● **YOUR OBJECTIVE**:
Pull each line holding "text" out of the entries below.

(Saved data entries)
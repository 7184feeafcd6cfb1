//! Tokenizing 8051 assembly.
//!
//! This module holds the tokens that characterize a line of 8051 assembly ([`Token`]).
//! The parser splits each line into tokens with this lexer and classifies operands from them.
//!
//! Numeric literals are kept as raw text here. They are validated later by [`parse_literal`],
//! since a malformed literal is not a load error (it resolves to 0 at execution).
//! For the same reason, the parser only rejects unrecognized symbols in a line's label or mnemonic.

use std::num::IntErrorKind;

use logos::Logos;

/// A unit of information in a line of 8051 source code.
#[derive(Debug, Logos, PartialEq, Eq, Clone)]
#[logos(skip r"[ \t\r\n]+", error = LexErr)]
pub enum Token {
    // Like identifiers, this regex spans over technically invalid literals (e.g., `12XYZ`).
    // Those are collected as one unit and checked by `parse_literal`.

    /// A numeric literal (e.g., `10`, `0FFH`, `1010B`).
    #[regex(r"[0-9][A-Za-z0-9_]*", |lx| lx.slice().to_string())]
    Numeric(String),

    /// An identifier.
    ///
    /// This can refer to a mnemonic, a register, an SFR, a named bit, or a symbol.
    #[regex(r"[A-Za-z_?][A-Za-z0-9_?]*", |lx| lx.slice().to_string())]
    Ident(String),

    /// A quoted character or string literal (e.g., `'A'`, `"hi"`).
    #[regex(r"'[^'\n]*'", |lx| lx.slice().to_string())]
    #[regex(r#""[^"\n]*""#, |lx| lx.slice().to_string())]
    Quoted(String),

    /// The immediate marker.
    #[token("#")]
    Hash,

    /// The indirect marker.
    #[token("@")]
    At,

    /// The bit separator in `NAME.n`.
    #[token(".")]
    Dot,

    /// The current line (e.g., `SJMP $`).
    #[token("$")]
    Dollar,

    /// A negation sign.
    #[token("-")]
    Minus,

    /// The bit complement marker (e.g., `ANL C, /P1.0`).
    #[token("/")]
    Slash,

    /// A colon, which ends a label.
    #[token(":")]
    Colon,

    /// A comma, which delineates operands of an instruction.
    #[token(",")]
    Comma,
}

/// Any errors raised in attempting to tokenize a line or parse a literal.
#[derive(Debug, PartialEq, Eq, Hash, Clone, Copy, Default, thiserror::Error)]
pub enum LexErr {
    /// Literal has no digits.
    #[error("empty numeric literal")]
    EmptyLiteral,
    /// Literal ending with `H` has invalid hex digits.
    #[error("invalid hex literal")]
    InvalidHex,
    /// Literal ending with `B` has digits other than 0 and 1.
    #[error("invalid binary literal")]
    InvalidBin,
    /// Literal has digits other than 0-9.
    #[error("invalid decimal literal")]
    InvalidDec,
    /// Literal cannot be represented by the simulator.
    #[error("numeric literal is too large")]
    DoesNotFit,
    /// A symbol was used which is not allowed in 8051 assembly files.
    #[default]
    #[error("unrecognized symbol")]
    InvalidSymbol,
}
impl crate::err::Error for LexErr {
    fn help(&self) -> Option<std::borrow::Cow<str>> {
        match self {
            LexErr::EmptyLiteral  => Some("there should be digits here".into()),
            LexErr::InvalidHex    => Some("a hex literal consists of 0-9, A-F and ends with 'H' (e.g., 0FFH)".into()),
            LexErr::InvalidBin    => Some("a binary literal consists of 0 and 1 and ends with 'B' (e.g., 1010B)".into()),
            LexErr::InvalidDec    => Some("a decimal literal only consists of digits 0-9".into()),
            LexErr::DoesNotFit    => Some(format!("literals must be within [{}, {}]", i64::MIN, i64::MAX).into()),
            LexErr::InvalidSymbol => Some("this char does not occur in any token in 8051 assembly".into()),
        }
    }
}

/// Helper that converts an int error kind to its corresponding LexErr.
fn convert_int_error(e: &IntErrorKind, invalid_digits_err: LexErr) -> LexErr {
    match e {
        IntErrorKind::Empty        => LexErr::EmptyLiteral,
        IntErrorKind::PosOverflow  => LexErr::DoesNotFit,
        IntErrorKind::NegOverflow  => LexErr::DoesNotFit,
        _ => invalid_digits_err,
    }
}

/// Parses the text of a literal into an integer.
///
/// The accepted forms are:
/// - hexadecimal, with an `H` suffix (`0FFH`, `10h`)
/// - binary, with a `B` suffix (`1010B`)
/// - decimal (`42`, `-1`)
/// - a quoted single character (`'A'`), which is its character code
///
/// The `H` suffix is checked before the `B` suffix, so `0BH` is hex.
pub fn parse_literal(text: &str) -> Result<i64, LexErr> {
    let text = text.trim();
    if let Some(inner) = text.strip_prefix('\'').and_then(|t| t.strip_suffix('\'')) {
        let mut chars = inner.chars();
        return match (chars.next(), chars.next()) {
            (Some(c), None) => Ok(i64::from(u32::from(c))),
            _ => Err(LexErr::InvalidDec),
        };
    }

    let (negative, digits) = match text.strip_prefix('-') {
        Some(rest) => (true, rest.trim_start()),
        None => (false, text),
    };
    let upper = digits.to_ascii_uppercase();
    let value = if let Some(hex) = upper.strip_suffix('H') {
        i64::from_str_radix(hex, 16).map_err(|e| convert_int_error(e.kind(), LexErr::InvalidHex))?
    } else if let Some(bin) = upper.strip_suffix('B') {
        i64::from_str_radix(bin, 2).map_err(|e| convert_int_error(e.kind(), LexErr::InvalidBin))?
    } else {
        upper.parse::<i64>().map_err(|e| convert_int_error(e.kind(), LexErr::InvalidDec))?
    };

    match negative {
        true  => value.checked_neg().ok_or(LexErr::DoesNotFit),
        false => Ok(value),
    }
}

#[cfg(test)]
mod tests {
    use logos::Logos;

    use crate::err::LexErr;
    use super::{parse_literal, Token};

    fn ident(s: &str) -> Token {
        Token::Ident(s.to_string())
    }
    fn numeric(s: &str) -> Token {
        Token::Numeric(s.to_string())
    }

    #[test]
    fn test_instruction_line() {
        let mut tokens = Token::lexer("LOOP: MOV A, #0FFH");
        assert_eq!(tokens.next(), Some(Ok(ident("LOOP"))));
        assert_eq!(tokens.next(), Some(Ok(Token::Colon)));
        assert_eq!(tokens.next(), Some(Ok(ident("MOV"))));
        assert_eq!(tokens.next(), Some(Ok(ident("A"))));
        assert_eq!(tokens.next(), Some(Ok(Token::Comma)));
        assert_eq!(tokens.next(), Some(Ok(Token::Hash)));
        assert_eq!(tokens.next(), Some(Ok(numeric("0FFH"))));
        assert_eq!(tokens.next(), None);
    }

    #[test]
    fn test_bit_and_indirect() {
        let mut tokens = Token::lexer("SETB P1.0");
        assert_eq!(tokens.next(), Some(Ok(ident("SETB"))));
        assert_eq!(tokens.next(), Some(Ok(ident("P1"))));
        assert_eq!(tokens.next(), Some(Ok(Token::Dot)));
        assert_eq!(tokens.next(), Some(Ok(numeric("0"))));
        assert_eq!(tokens.next(), None);

        let mut tokens = Token::lexer("MOV @R0, 20H.3");
        assert_eq!(tokens.next(), Some(Ok(ident("MOV"))));
        assert_eq!(tokens.next(), Some(Ok(Token::At)));
        assert_eq!(tokens.next(), Some(Ok(ident("R0"))));
        assert_eq!(tokens.next(), Some(Ok(Token::Comma)));
        assert_eq!(tokens.next(), Some(Ok(numeric("20H"))));
        assert_eq!(tokens.next(), Some(Ok(Token::Dot)));
        assert_eq!(tokens.next(), Some(Ok(numeric("3"))));
        assert_eq!(tokens.next(), None);
    }

    #[test]
    fn test_misc_tokens() {
        let mut tokens = Token::lexer("SJMP $ 'A' \"hi\" -5 /");
        assert_eq!(tokens.next(), Some(Ok(ident("SJMP"))));
        assert_eq!(tokens.next(), Some(Ok(Token::Dollar)));
        assert_eq!(tokens.next(), Some(Ok(Token::Quoted("'A'".to_string()))));
        assert_eq!(tokens.next(), Some(Ok(Token::Quoted("\"hi\"".to_string()))));
        assert_eq!(tokens.next(), Some(Ok(Token::Minus)));
        assert_eq!(tokens.next(), Some(Ok(numeric("5"))));
        assert_eq!(tokens.next(), Some(Ok(Token::Slash)));
        assert_eq!(tokens.next(), None);
    }

    #[test]
    fn test_invalid_symbol() {
        let mut tokens = Token::lexer("MOV A, (30H)");
        assert_eq!(tokens.next(), Some(Ok(ident("MOV"))));
        assert_eq!(tokens.next(), Some(Ok(ident("A"))));
        assert_eq!(tokens.next(), Some(Ok(Token::Comma)));
        assert_eq!(tokens.next(), Some(Err(LexErr::InvalidSymbol)));
    }

    #[test]
    fn test_literals() {
        assert_eq!(parse_literal("0FFH"), Ok(0xFF));
        assert_eq!(parse_literal("10h"), Ok(0x10));
        assert_eq!(parse_literal("1010B"), Ok(0b1010));
        assert_eq!(parse_literal("0BH"), Ok(0x0B));
        assert_eq!(parse_literal("42"), Ok(42));
        assert_eq!(parse_literal("-1"), Ok(-1));
        assert_eq!(parse_literal("'A'"), Ok(0x41));
    }

    #[test]
    fn test_literals_invalid() {
        assert_eq!(parse_literal(""), Err(LexErr::EmptyLiteral));
        assert_eq!(parse_literal("H"), Err(LexErr::EmptyLiteral));
        assert_eq!(parse_literal("FGH"), Err(LexErr::InvalidHex));
        assert_eq!(parse_literal("102B"), Err(LexErr::InvalidBin));
        assert_eq!(parse_literal("12X"), Err(LexErr::InvalidDec));
        assert_eq!(parse_literal("99999999999999999999"), Err(LexErr::DoesNotFit));
        assert_eq!(parse_literal("'AB'"), Err(LexErr::InvalidDec));
    }
}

● **RESULT OF THE TASK**:
//! Numeric literals are kept as raw text here. They are validated later by [`parse_literal`],
/// Parses the text of a literal into an integer.
pub fn parse_literal(text: &str) -> Result<i64, LexErr> {
    let text = text.trim();
    if let Some(inner) = text.strip_prefix('\'').and_then(|t| t.strip_suffix('\'')) {
    let (negative, digits) = match text.strip_prefix('-') {
        None => (false, text),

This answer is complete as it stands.